• What you need to do:
State, as a bare number, how many lines below contain "find".

• Given data:

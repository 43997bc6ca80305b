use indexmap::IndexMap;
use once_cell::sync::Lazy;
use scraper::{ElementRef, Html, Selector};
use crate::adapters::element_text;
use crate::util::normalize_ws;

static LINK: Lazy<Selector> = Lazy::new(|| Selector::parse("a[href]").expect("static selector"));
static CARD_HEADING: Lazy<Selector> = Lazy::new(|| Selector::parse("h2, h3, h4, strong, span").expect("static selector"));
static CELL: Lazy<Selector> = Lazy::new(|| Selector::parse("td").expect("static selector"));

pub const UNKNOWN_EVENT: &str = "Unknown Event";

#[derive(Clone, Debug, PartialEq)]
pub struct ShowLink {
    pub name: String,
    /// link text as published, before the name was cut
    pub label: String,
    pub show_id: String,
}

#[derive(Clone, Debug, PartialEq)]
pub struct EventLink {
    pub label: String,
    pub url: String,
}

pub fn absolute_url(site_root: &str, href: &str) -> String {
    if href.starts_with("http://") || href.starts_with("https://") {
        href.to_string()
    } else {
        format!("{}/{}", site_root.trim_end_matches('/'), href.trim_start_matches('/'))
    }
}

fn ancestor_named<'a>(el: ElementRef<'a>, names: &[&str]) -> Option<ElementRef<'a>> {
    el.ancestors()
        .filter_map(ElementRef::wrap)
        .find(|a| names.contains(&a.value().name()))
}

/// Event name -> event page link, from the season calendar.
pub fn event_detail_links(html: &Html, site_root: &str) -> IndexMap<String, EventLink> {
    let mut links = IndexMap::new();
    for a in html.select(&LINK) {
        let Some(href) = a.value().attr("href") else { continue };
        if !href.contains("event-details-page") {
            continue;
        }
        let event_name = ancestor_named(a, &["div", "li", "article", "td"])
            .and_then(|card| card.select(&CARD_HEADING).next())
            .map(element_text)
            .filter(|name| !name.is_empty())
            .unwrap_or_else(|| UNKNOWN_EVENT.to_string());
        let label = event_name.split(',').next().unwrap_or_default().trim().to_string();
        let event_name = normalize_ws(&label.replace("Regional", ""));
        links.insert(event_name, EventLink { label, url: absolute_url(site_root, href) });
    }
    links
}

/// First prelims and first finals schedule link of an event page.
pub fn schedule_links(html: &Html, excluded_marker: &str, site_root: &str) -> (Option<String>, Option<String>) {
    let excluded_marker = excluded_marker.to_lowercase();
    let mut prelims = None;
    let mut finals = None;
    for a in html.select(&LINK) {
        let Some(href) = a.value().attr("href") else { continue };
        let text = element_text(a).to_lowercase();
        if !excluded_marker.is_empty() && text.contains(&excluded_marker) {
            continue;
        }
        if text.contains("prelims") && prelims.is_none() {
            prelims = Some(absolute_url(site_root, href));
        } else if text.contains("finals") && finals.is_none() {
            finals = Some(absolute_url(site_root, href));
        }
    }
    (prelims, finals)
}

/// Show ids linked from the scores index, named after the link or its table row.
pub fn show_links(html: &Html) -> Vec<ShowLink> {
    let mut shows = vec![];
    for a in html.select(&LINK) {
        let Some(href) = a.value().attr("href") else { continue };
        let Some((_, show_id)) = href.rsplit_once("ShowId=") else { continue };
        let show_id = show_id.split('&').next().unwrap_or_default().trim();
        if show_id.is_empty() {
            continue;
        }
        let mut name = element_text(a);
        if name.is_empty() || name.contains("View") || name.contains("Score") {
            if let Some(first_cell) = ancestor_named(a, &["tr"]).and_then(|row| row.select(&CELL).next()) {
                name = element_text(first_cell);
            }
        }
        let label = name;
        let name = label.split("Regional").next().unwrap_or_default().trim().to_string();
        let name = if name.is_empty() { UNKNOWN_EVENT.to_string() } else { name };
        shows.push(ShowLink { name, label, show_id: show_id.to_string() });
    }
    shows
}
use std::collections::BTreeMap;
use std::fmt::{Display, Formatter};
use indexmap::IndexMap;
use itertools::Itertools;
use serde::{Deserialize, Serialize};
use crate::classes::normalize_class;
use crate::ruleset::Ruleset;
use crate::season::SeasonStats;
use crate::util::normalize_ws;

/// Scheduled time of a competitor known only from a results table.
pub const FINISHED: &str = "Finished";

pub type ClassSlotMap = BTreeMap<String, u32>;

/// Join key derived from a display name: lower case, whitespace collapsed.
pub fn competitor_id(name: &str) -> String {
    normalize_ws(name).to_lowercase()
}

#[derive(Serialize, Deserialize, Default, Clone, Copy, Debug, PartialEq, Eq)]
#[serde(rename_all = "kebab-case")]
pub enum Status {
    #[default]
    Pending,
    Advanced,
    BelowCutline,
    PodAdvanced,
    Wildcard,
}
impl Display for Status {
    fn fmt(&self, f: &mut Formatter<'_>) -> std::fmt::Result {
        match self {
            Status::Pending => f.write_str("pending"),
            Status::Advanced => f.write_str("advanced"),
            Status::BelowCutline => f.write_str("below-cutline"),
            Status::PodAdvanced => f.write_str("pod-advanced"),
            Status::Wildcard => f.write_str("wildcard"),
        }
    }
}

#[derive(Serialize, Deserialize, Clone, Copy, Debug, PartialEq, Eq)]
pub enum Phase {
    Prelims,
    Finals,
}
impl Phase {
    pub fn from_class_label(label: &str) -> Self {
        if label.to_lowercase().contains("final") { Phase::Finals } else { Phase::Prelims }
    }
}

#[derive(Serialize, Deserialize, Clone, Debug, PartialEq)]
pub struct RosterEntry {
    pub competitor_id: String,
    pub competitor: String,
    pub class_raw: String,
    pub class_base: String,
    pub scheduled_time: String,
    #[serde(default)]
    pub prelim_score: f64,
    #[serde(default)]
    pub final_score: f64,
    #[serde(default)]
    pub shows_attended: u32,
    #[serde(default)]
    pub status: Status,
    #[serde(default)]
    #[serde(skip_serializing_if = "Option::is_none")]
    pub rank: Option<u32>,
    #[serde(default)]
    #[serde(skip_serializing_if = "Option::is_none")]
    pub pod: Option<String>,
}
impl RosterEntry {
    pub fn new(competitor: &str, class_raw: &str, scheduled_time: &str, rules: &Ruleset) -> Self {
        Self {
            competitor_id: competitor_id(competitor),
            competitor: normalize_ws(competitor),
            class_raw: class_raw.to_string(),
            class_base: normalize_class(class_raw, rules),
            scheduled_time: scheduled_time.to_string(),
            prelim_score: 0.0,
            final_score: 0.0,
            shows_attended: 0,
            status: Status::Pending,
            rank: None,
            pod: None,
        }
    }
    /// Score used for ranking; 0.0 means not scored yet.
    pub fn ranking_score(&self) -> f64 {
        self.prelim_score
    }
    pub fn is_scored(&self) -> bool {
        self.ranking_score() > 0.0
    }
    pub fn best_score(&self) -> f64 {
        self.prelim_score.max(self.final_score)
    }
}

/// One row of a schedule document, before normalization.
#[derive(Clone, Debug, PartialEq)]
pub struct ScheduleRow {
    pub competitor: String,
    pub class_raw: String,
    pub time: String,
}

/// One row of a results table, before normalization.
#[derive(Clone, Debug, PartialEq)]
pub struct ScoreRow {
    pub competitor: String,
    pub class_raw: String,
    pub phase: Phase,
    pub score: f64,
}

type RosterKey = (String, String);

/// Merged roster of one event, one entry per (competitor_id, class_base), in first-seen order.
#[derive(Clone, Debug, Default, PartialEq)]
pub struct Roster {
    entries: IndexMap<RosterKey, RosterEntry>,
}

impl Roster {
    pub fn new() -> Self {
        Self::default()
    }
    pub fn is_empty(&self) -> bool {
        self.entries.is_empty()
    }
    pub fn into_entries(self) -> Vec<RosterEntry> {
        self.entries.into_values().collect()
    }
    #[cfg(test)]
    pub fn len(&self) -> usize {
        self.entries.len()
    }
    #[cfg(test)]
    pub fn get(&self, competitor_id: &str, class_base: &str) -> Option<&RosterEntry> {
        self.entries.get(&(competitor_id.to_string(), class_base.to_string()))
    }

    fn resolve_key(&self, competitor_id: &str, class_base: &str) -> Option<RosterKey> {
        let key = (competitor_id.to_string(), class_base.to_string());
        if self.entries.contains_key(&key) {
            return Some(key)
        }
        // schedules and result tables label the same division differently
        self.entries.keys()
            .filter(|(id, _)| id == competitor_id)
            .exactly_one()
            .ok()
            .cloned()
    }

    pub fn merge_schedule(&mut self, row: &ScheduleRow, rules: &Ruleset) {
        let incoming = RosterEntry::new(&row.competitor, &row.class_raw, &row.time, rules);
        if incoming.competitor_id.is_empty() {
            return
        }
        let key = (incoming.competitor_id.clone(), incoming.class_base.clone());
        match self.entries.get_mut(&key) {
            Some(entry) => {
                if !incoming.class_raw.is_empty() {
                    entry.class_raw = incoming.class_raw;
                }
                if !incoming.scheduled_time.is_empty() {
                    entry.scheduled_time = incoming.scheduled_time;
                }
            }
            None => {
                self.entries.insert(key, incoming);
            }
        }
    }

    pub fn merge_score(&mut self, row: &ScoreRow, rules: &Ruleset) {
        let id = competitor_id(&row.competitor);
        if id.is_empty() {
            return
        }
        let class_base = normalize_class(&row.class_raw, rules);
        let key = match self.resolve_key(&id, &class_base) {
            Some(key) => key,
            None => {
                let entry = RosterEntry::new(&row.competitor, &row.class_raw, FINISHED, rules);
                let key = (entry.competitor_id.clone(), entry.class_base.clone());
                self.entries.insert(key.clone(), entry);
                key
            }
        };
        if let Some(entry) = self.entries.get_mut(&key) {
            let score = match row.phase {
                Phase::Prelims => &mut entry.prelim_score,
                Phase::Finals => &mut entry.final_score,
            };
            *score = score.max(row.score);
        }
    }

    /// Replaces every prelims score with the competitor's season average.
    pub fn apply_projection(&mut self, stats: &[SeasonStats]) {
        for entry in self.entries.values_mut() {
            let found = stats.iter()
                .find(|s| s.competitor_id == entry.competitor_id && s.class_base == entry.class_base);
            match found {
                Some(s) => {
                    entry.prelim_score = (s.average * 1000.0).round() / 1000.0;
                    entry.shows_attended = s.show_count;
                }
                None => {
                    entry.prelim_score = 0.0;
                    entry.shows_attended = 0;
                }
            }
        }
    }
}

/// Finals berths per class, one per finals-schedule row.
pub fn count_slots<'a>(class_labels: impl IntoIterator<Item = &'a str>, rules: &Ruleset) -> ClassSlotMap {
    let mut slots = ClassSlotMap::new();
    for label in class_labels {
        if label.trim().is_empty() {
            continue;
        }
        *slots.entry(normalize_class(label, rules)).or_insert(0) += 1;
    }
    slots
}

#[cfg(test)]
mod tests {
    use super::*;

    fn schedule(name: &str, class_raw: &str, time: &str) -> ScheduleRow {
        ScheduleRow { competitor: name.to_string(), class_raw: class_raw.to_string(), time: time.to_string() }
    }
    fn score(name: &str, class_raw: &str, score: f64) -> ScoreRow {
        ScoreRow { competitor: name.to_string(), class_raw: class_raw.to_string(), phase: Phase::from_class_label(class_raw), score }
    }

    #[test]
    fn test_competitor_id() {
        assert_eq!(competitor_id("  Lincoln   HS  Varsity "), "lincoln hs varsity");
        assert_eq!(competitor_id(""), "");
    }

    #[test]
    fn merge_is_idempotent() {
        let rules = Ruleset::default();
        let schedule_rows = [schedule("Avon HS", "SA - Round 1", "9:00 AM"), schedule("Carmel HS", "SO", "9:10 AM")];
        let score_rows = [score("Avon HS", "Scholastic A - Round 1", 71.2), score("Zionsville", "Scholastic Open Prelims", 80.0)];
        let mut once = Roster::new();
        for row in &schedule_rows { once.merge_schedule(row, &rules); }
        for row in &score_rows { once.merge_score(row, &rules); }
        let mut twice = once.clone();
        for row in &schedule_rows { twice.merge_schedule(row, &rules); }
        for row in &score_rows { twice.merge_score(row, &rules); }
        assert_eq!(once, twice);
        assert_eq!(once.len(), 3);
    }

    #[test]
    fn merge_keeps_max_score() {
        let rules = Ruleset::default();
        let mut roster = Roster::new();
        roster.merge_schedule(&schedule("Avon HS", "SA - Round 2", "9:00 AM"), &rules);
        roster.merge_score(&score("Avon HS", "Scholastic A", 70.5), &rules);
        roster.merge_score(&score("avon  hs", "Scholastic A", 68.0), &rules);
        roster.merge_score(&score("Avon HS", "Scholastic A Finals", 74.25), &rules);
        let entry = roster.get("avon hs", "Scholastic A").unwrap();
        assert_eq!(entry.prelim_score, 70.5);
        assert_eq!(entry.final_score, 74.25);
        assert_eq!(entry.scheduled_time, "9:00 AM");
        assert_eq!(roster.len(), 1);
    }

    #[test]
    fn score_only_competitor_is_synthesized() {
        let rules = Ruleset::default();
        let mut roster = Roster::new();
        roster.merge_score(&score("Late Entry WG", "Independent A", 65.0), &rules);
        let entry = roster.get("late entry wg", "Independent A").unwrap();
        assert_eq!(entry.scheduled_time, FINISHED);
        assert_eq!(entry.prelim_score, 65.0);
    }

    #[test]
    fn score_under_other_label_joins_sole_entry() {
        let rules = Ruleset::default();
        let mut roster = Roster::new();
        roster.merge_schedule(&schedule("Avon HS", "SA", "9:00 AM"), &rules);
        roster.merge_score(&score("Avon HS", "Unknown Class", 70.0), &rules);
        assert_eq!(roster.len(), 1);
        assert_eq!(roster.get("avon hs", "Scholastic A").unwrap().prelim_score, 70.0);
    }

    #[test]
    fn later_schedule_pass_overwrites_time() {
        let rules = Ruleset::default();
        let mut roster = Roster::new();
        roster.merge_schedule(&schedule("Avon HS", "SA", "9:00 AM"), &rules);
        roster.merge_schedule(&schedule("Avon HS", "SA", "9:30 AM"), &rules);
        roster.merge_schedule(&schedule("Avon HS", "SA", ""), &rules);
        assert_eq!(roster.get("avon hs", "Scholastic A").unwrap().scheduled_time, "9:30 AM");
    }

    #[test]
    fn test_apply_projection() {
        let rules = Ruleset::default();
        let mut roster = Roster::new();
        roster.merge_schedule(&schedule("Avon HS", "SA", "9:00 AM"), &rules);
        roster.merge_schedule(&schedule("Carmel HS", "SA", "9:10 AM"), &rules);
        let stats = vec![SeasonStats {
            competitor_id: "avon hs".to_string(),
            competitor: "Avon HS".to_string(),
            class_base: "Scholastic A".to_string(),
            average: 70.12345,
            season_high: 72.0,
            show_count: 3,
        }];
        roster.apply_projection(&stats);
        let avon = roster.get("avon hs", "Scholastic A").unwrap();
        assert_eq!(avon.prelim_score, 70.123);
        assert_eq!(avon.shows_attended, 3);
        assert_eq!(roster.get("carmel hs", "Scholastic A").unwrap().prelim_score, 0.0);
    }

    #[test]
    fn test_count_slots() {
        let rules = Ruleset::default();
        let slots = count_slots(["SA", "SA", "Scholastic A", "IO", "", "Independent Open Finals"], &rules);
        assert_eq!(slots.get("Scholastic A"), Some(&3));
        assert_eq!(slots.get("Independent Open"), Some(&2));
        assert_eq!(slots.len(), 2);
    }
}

• Answer box:
2